= Shiquan River Sand Control Project =

During the 1980s, ecological degradation and soil erosion resulted in severe sandstorms and the decline of the living conditions in Shiquanhe Town. To inhibit additional sand encroachment, the Ngari Prefecture formally initiated the Shiquan River Sand Control Project (狮泉河盆地生物防沙治沙工程) in 1994.

== Progress ==
Since the initiation of the sand control project, the Ngari Prefecture has consistently prioritized the Shiquanhe Town Basin biological sand control initiative as a crucial measure to advance ecological civilization, enhance and secure livelihoods.
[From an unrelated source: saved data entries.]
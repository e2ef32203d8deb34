use super::*;

#[test]
fn display_prefixes_are_stable() {
    assert!(
        NightscrollError::validation("x")
            .to_string()
            .contains("validation error:")
    );
    assert!(
        NightscrollError::animation("x")
            .to_string()
            .contains("animation error:")
    );
    assert!(
        NightscrollError::evaluation("x")
            .to_string()
            .contains("evaluation error:")
    );
    assert!(
        NightscrollError::render("x")
            .to_string()
            .contains("render error:")
    );
    assert!(
        NightscrollError::serde("x")
            .to_string()
            .contains("serialization error:")
    );
}

#[test]
fn invalid_window_reports_bounds() {
    let msg = NightscrollError::invalid_window(0.5, 0.25).to_string();
    assert!(msg.starts_with("invalid window:"));
    assert!(msg.contains("0.5"));
    assert!(msg.contains("0.25"));
}

#[test]
fn other_preserves_source() {
    let base = std::io::Error::other("boom");
    let err = NightscrollError::Other(anyhow::Error::new(base));
    assert!(err.to_string().contains("boom"));
}
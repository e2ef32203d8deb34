//! Stateful drivers: scroll sample holder, timer queue, and the timeline that owns them.

/// Timer queue with per-element cancellation.
pub mod scheduler;
/// Scroll range allocation and the host boundary.
pub mod scroll;
/// Timeline orchestrator.
pub mod timeline;
use super::*;

use kurbo::{PathEl, Shape};

#[test]
fn trim_line_scales_from_start() {
    let half = trim_line(ARROW_SHAFT, 0.5);
    assert_eq!(half.p0, ARROW_SHAFT.p0);
    assert_eq!(half.p1, Point::new(30.0, 71.0));

    assert_eq!(trim_line(ARROW_SHAFT, 0.0).p1, ARROW_SHAFT.p0);
    assert_eq!(trim_line(ARROW_SHAFT, 4.0).p1, ARROW_SHAFT.p1);
}

#[test]
fn arrowheads_meet_the_shaft_tip() {
    assert_eq!(ARROW_HEAD_LEFT.p0, ARROW_SHAFT.p1);
    assert_eq!(ARROW_HEAD_RIGHT.p0, ARROW_SHAFT.p1);
}

#[test]
fn cloud_outline_is_closed_and_fits_its_view_box() {
    let cloud = cloud_outline();
    assert_eq!(cloud.elements().first(), Some(&PathEl::MoveTo(Point::new(12.0, 95.0))));
    assert_eq!(cloud.elements().last(), Some(&PathEl::ClosePath));

    let bounds = cloud.bounding_box();
    assert!(bounds.x0 > -5.0);
    assert!(bounds.x1 < CLOUD_VIEW_BOX.0 + 10.0);
    assert!(bounds.y0 >= 0.0);
    assert!(bounds.y1 <= CLOUD_VIEW_BOX.1);
}

#[test]
fn moon_radius_insets_stroke() {
    assert_eq!(moon_radius(140.0), 69.0);
    assert_eq!(moon_radius(1.0), 0.0);
}
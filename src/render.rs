//! Reference rendering collaborator: SVG documents and their rasterization.

/// usvg/resvg rasterization.
pub mod raster;
/// Frame to SVG.
pub mod svg;
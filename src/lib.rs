//! Nightscroll is a scroll-progress timeline engine for a single linear night-sky narrative.
//!
//! One normalized progress scalar fans out to a fixed ensemble of elements (an arrow, a field of
//! stars, a moon, a cloud). Each element derives its channels through windowed, eased
//! interpolation; the arrow also runs a timed draw-in sequence, and every element that finishes
//! its entrance starts a small ambient drift.
//!
//! - Build a [`SceneConfig`] (or use the built-in one) and hand it to [`Timeline::new`]
//! - Call [`Timeline::begin_session`], then feed it scroll samples and clock ticks
//! - Pull a [`Frame`] whenever something needs to be drawn
//!
//! See [`guide`] for a walkthrough.
#![forbid(unsafe_code)]
#![deny(missing_docs)]

pub mod animation;
pub mod elements;
pub mod eval;
pub mod foundation;
pub mod guide;
pub mod render;
pub mod runtime;
pub mod scene;
pub mod shape;

pub use crate::animation::drift::{DriftOscillator, OscillatorState};
pub use crate::animation::ease::{CubicBezier, Ease};
pub use crate::animation::staged::{Stage, StagedSequence};
pub use crate::animation::window::{ActivationWindow, Lerp, WindowPhase, interpolate, piecewise};
pub use crate::eval::fingerprint::{FrameFingerprint, fingerprint_frame};
pub use crate::eval::frame::{Channels, ElementFrame, ElementId, ElementPhase, Frame};
pub use crate::eval::sweep::{SweepStats, SweepThreading, progress_samples};
pub use crate::foundation::core::{BezPath, Line, Point, Progress, Rgb8, Vec2, Viewport};
pub use crate::foundation::error::{NightscrollError, NightscrollResult};
pub use crate::render::raster::{RasterFrame, rasterize_svg, render_frame_rgba};
pub use crate::render::svg::frame_to_svg;
pub use crate::runtime::scroll::{HeadlessHost, ScrollHost, ScrollRange};
pub use crate::runtime::timeline::Timeline;
pub use crate::scene::config::{ElementConfig, ElementKind, SceneConfig};
pub use crate::scene::layer::{Layer, LayerStyle};
pub use crate::scene::stage::SceneStage;
pub use crate::shape::star::{StarPath, star_path};
use std::time::Duration;

use crate::{
    animation::ease::Ease,
    foundation::error::{NightscrollError, NightscrollResult},
};

/// One timed stage of a real-time sequence: after `delay` (measured from mount), the stage's
/// channel animates from `0` to `target` over `duration` with `ease`.
#[derive(Clone, Copy, Debug, PartialEq, serde::Serialize, serde::Deserialize)]
pub struct Stage {
    /// Delay from mount until the stage starts.
    #[serde(with = "secs_f64")]
    pub delay: Duration,
    /// Stage length once started.
    #[serde(with = "secs_f64")]
    pub duration: Duration,
    /// Easing applied over the stage.
    pub ease: Ease,
    /// Channel value once the stage completes.
    pub target: f64,
}

impl Stage {
    /// Build a stage ending at `target = 1.0`.
    pub fn new(delay: Duration, duration: Duration, ease: Ease) -> Self {
        Self {
            delay,
            duration,
            ease,
            target: 1.0,
        }
    }

    /// Time from mount at which the stage completes.
    pub fn end(&self) -> Duration {
        self.delay + self.duration
    }

    /// Validate duration, target, and easing parameters.
    pub fn validate(&self) -> NightscrollResult<()> {
        if self.duration.is_zero() {
            return Err(NightscrollError::animation("stage duration must be > 0"));
        }
        if !self.target.is_finite() {
            return Err(NightscrollError::animation("stage target must be finite"));
        }
        self.ease.validate()
    }

    /// Channel value at `now` for a stage whose timer fired at `started_at`.
    ///
    /// A stage that never fired (still pending, or cancelled before firing) reads `0`.
    pub fn value(&self, started_at: Option<Duration>, now: Duration) -> f64 {
        let Some(started_at) = started_at else {
            return 0.0;
        };
        let elapsed = now.saturating_sub(started_at);
        let t = elapsed.as_secs_f64() / self.duration.as_secs_f64();
        self.target * self.ease.apply(t)
    }
}

/// Ordered list of timed stages sharing one mount clock.
#[derive(Clone, Debug, Default, PartialEq, serde::Serialize, serde::Deserialize)]
pub struct StagedSequence {
    /// Stages in schedule order.
    pub stages: Vec<Stage>,
}

impl StagedSequence {
    /// Wrap a stage list.
    pub fn new(stages: Vec<Stage>) -> Self {
        Self { stages }
    }

    /// Validate every stage.
    pub fn validate(&self) -> NightscrollResult<()> {
        if self.stages.is_empty() {
            return Err(NightscrollError::animation(
                "staged sequence must have at least one stage",
            ));
        }
        for stage in &self.stages {
            stage.validate()?;
        }
        Ok(())
    }

    /// Time from mount at which the last stage completes.
    pub fn total(&self) -> Duration {
        self.stages
            .iter()
            .map(Stage::end)
            .max()
            .unwrap_or(Duration::ZERO)
    }

    /// Values of every stage at `now`, given the recorded start of each stage.
    pub fn values(&self, started: &[Option<Duration>], now: Duration) -> Vec<f64> {
        self.stages
            .iter()
            .enumerate()
            .map(|(i, s)| s.value(started.get(i).copied().flatten(), now))
            .collect()
    }
}

pub(crate) mod secs_f64 {
    use std::time::Duration;

    pub(crate) fn serialize<S: serde::Serializer>(d: &Duration, s: S) -> Result<S::Ok, S::Error> {
        s.serialize_f64(d.as_secs_f64())
    }

    pub(crate) fn deserialize<'de, D: serde::Deserializer<'de>>(
        d: D,
    ) -> Result<Duration, D::Error> {
        let secs = <f64 as serde::Deserialize>::deserialize(d)?;
        Duration::try_from_secs_f64(secs).map_err(serde::de::Error::custom)
    }
}

#[cfg(test)]
#[path = "../../tests/unit/animation/staged.rs"]
mod tests;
This endeavor has involved a cumulative investment of 150 million yuan, resulting in the afforestation of 22,754 acres, the planting of 4.5 million trees, and the cultivation of 6,100 acres of grass. The project has predominantly utilized local tree species such as Salix bangongensis and Tamarix ramosissima, supplemented by introduced species including Hippophae rhamnoides subsp. gyantsensis and Salix cheilophila, encompassing a total of seven tree species. The Ngari Prefecture allocates about 700,000 yuan annually for afforestation management in the town of Shiquanhe, ensuring a tree survival rate and afforestation preservation rate exceeding 80%.

The occurrence of wind and sand in Shiquanhe Town has been mitigated, the frost-free duration has grown from 83 days in 1994 to 170 days in 2017, and the annual average precipitation has risen from 76.5 millimeters in 1994 to 140 millimeters in 2017.